Novo Império desfila no Carnaval de Vitória — Foto: Ricardo Medeiros

Segunda agremiação da noite, a Novo Império, representante de Caratoíra e região, celebrou na avenida a força feminina e a ancestralidade, com o enredo “Aruanayê – Guardiãs dos mistérios ancestrais”, apresentando uma aliança entre xamãs africanas e guerreiras indígenas nas terras do Espírito Santo. Desfilaram 1.500 componentes, em 20 alas, além de três alegorias.

Diante de ameaças ao seu território, a união dessas guardiãs desperta uma tempestade mística que utiliza a força dos elementos naturais e dos espíritos animais para derrotar os opressores.

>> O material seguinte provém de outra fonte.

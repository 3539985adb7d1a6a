use crate::candle_aux_layers::*;
use crate::candle_exec_context::ExecContext;
use crate::candle_masked_conv::*;
use crate::candle_model_traits::AutoregressiveModuleT;
use crate::errors::PixelCnnError;

use candle_core::Tensor;
use candle_nn::{ops, Activation, VarBuilder, VarMap};
use log::info;
use rand::rngs::StdRng;
use rand::SeedableRng;
use rand_distr::{Distribution, Uniform};
use serde::{Deserialize, Serialize};

pub const DEFAULT_FIRST_KERNEL: usize = 7;
pub const DEFAULT_HIDDEN_KERNEL: usize = 3;

/// Everything needed to rebuild the same network from scratch
#[derive(Clone, Debug, PartialEq, Serialize, Deserialize)]
pub struct PixelCnnConfig {
    pub in_channels: usize,
    pub n_classes: usize,
    pub n_features: usize,
    pub n_layers: usize,
    pub n_bins: usize,
    #[serde(default = "default_first_kernel")]
    pub first_kernel: usize,
    #[serde(default = "default_hidden_kernel")]
    pub hidden_kernel: usize,
    pub dropout: f32,
}

fn default_first_kernel() -> usize {
    DEFAULT_FIRST_KERNEL
}

fn default_hidden_kernel() -> usize {
    DEFAULT_HIDDEN_KERNEL
}

impl PixelCnnConfig {
    pub fn new(
        in_channels: usize,
        n_classes: usize,
        n_features: usize,
        n_layers: usize,
        n_bins: usize,
        dropout: f32,
    ) -> Self {
        Self {
            in_channels,
            n_classes,
            n_features,
            n_layers,
            n_bins,
            first_kernel: DEFAULT_FIRST_KERNEL,
            hidden_kernel: DEFAULT_HIDDEN_KERNEL,
            dropout,
        }
    }

    pub fn validate(&self) -> anyhow::Result<()> {
        let positive = [
            ("in_channels", self.in_channels),
            ("n_classes", self.n_classes),
            ("n_features", self.n_features),
            ("n_layers", self.n_layers),
            ("n_bins", self.n_bins),
        ];
        for (name, value) in positive {
            if value == 0 {
                crate::config_bail!("{} must be positive", name);
            }
        }
        for (name, k) in [
            ("first_kernel", self.first_kernel),
            ("hidden_kernel", self.hidden_kernel),
        ] {
            if k % 2 == 0 {
                crate::config_bail!("{} must be odd, got {}", name, k);
            }
        }
        if !(0. ..1.).contains(&self.dropout) {
            crate::config_bail!("dropout must be in [0, 1), got {}", self.dropout);
        }
        Ok(())
    }
}

/// Stack of masked convolutions with class conditioning at every layer
///
/// image -> [mask A, k0] -> relu -> ([mask B, k] -> relu) x (L - 1)
///       -> 1x1 -> (b, n_bins, c, h, w) -> log_softmax over bins
pub struct PixelCnn {
    config: PixelCnnConfig,
    causal: ConditionedStackLayers,
    out_proj: candle_nn::Conv2d,
}

impl PixelCnn {
    /// Will create a new conditional PixelCNN with these variables:
    ///
    /// * `nn.causal.{j}.weight`, `nn.causal.{j}.bias` masked kernels
    /// * `nn.cond.{j}.weight`, `nn.cond.{j}.bias` class projections
    /// * `nn.out.weight`, `nn.out.bias` 1x1 output projection
    ///
    /// # Arguments
    /// * `config` - network dimensions
    /// * `vs` - variable builder
    pub fn new(config: &PixelCnnConfig, vs: VarBuilder) -> anyhow::Result<Self> {
        config.validate()?;

        let mut causal = ConditionedStackLayers::new(config.dropout);
        let mut prev_dim = config.in_channels;

        for j in 0..config.n_layers {
            let (kernel, mask_type) = if j == 0 {
                (config.first_kernel, MaskType::A)
            } else {
                (config.hidden_kernel, MaskType::B)
            };
            let conv = masked_conv2d(
                prev_dim,
                config.n_features,
                kernel,
                mask_type,
                vs.pp(format!("nn.causal.{}", j)),
            )?;
            let cond = candle_nn::linear(
                config.n_classes,
                config.n_features,
                vs.pp(format!("nn.cond.{}", j)),
            )?;
            causal.push_with_act(conv, cond, Activation::Relu);
            prev_dim = config.n_features;
        }

        let out_proj = candle_nn::conv2d(
            config.n_features,
            config.n_bins * config.in_channels,
            1,
            Default::default(),
            vs.pp("nn.out"),
        )?;

        Ok(Self {
            config: config.clone(),
            causal,
            out_proj,
        })
    }

    pub fn config(&self) -> &PixelCnnConfig {
        &self.config
    }

    /// Overwrite every variable deterministically from `seed`
    ///
    /// weights ~ U(-1/sqrt(fan_in), 1/sqrt(fan_in)), biases = 0
    pub fn seed_parameters(parameters: &VarMap, seed: u64) -> anyhow::Result<()> {
        let data = parameters
            .data()
            .lock()
            .map_err(|_| anyhow::anyhow!("variable map lock poisoned"))?;

        let mut names: Vec<&String> = data.keys().collect();
        names.sort();

        let mut rng = StdRng::seed_from_u64(seed);
        for name in names {
            let var = &data[name];
            let dims = var.dims().to_vec();
            let value = if dims.len() < 2 {
                var.as_tensor().zeros_like()?
            } else {
                let fan_in: usize = dims[1..].iter().product();
                let bound = 1. / (fan_in as f32).sqrt();
                let unif = Uniform::new_inclusive(-bound, bound)?;
                let values: Vec<f32> = (0..var.elem_count())
                    .map(|_| unif.sample(&mut rng))
                    .collect();
                Tensor::from_vec(values, dims.as_slice(), var.device())?.to_dtype(var.dtype())?
            };
            var.set(&value)?;
        }
        info!("seeded {} parameter tensors", data.len());
        Ok(())
    }
}

impl AutoregressiveModuleT for PixelCnn {
    fn forward_t(
        &self,
        x_bchw: &Tensor,
        class_bk: &Tensor,
        ctx: &ExecContext,
    ) -> anyhow::Result<Tensor> {
        ctx.check_placement("image", x_bchw)?;
        ctx.check_placement("class vector", class_bk)?;

        let (b, c, h, w) = x_bchw.dims4()?;
        let (bk, k) = class_bk.dims2()?;
        if c != self.config.in_channels {
            return Err(PixelCnnError::config(format!(
                "expected {} channels, got {}",
                self.config.in_channels, c
            ))
            .into());
        }
        if bk != b || k != self.config.n_classes {
            return Err(PixelCnnError::config(format!(
                "class vector {:?} does not match batch {} x {} classes",
                class_bk.dims(),
                b,
                self.config.n_classes
            ))
            .into());
        }

        let h_bfhw = self.causal.forward_t(x_bchw, class_bk, ctx)?;
        let logits = candle_nn::Module::forward(&self.out_proj, &h_bfhw)?
            .reshape((b, self.config.n_bins, c, h, w))?;

        Ok(ops::log_softmax(&logits, 1)?)
    }

    fn dim_channels(&self) -> usize {
        self.config.in_channels
    }

    fn dim_classes(&self) -> usize {
        self.config.n_classes
    }

    fn num_bins(&self) -> usize {
        self.config.n_bins
    }
}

Através deste mito original, a narrativa ainda reafirmou a identidade da escola como uma “família imperial” forjada para lutar e vencer.

JUCUTUQUARA

Jucutuquara desfila no Carnaval de Vitória — Foto: Fernando Madeira

Com 1.400 componentes, em 19 alas e três alegorias, o enredo da escola de samba Jucutuquara, que representa o bairro de mesmo nome na capital, exalou Maria Padilha como símbolo de resistência feminina e ancestralidade afro-brasileira ao levar para o Sambão do Povo a história “Arreda Homem Que Aí Vem Mulher”.

Entidade cultuada nas tradições afro-brasileiras, Padilha foi apresentada como pombagira das encruzilhadas, dos caminhos e das passagens, força ancestral que atravessa tempos, territórios e imaginários, articulando espiritualidade, cultura popular e memória coletiva.

Ao longo do desfile, Maria Padilha se transformou, acompanhando as mudanças sociais e culturais sem perder sua essência, transformando o desfile em um manifesto sobre liberdade, fé e justiça social.

MUG

MUG desfila no Carnaval de Vitória — Foto: Fernando Madeira

Com o enredo ‘O Diário Verde de Teresa’, a Mocidade Unida da Glória (MUG), desfilou pelo Sambão do Povo celebrando a trajetória da princesa e cientista alemã Teresa da Baviera, que, durante expedição feita ao Espírito Santo em 1888, catalogou em seu diário a biodiversidade e os povos originários locais.

Ao longo do desfile, o público testemunhou a relação de Teresa com a fauna exuberante e os Botocudos, sendo absorvida por sua cultura e sabedoria, e viu ela receber visões de um futuro sombrio para a floresta, marcado por queimadas e secas, após um transe ritualístico.

Ao final, o enredo concluiu que o legado de Teresa serve como uma semente para a posteridade, conectando passado e presente em um alerta sobre a preservação ambiental. Desfilaram pela escola, 1.300 componentes, 20 alas e três carros alegóricos.

IMPERATRIZ DO FORTE

Imperatriz do Forte desfila no Carnaval de Vitória — Foto: Fernando Madeira

Fechando a primeira noite de desfiles, a Imperatriz do Forte, da comunidade do Forte São João, na capital, apresentou no desfile 2026 e enredo ‘Xirê: Festejo às Raízes’, e propôs uma celebração à cultura afro-brasileira sob uma perspectiva decolonial.

Em vez de reforçar imagens de dor e violência historicamente associadas à diáspora africana, a escola escolheu destacar o xirê e a roda como expressões do sagrado em movimento, espaços de memória, saber e resistência.

A escola desfilou com 1.300 componentes, divididos em 20 alas, além de quatro elementos alegóricos. A escola reafirmou na avenida seu compromisso com a educação cultural, a valorização das raízes afro-brasileiras e a construção de um carnaval que celebra a vida.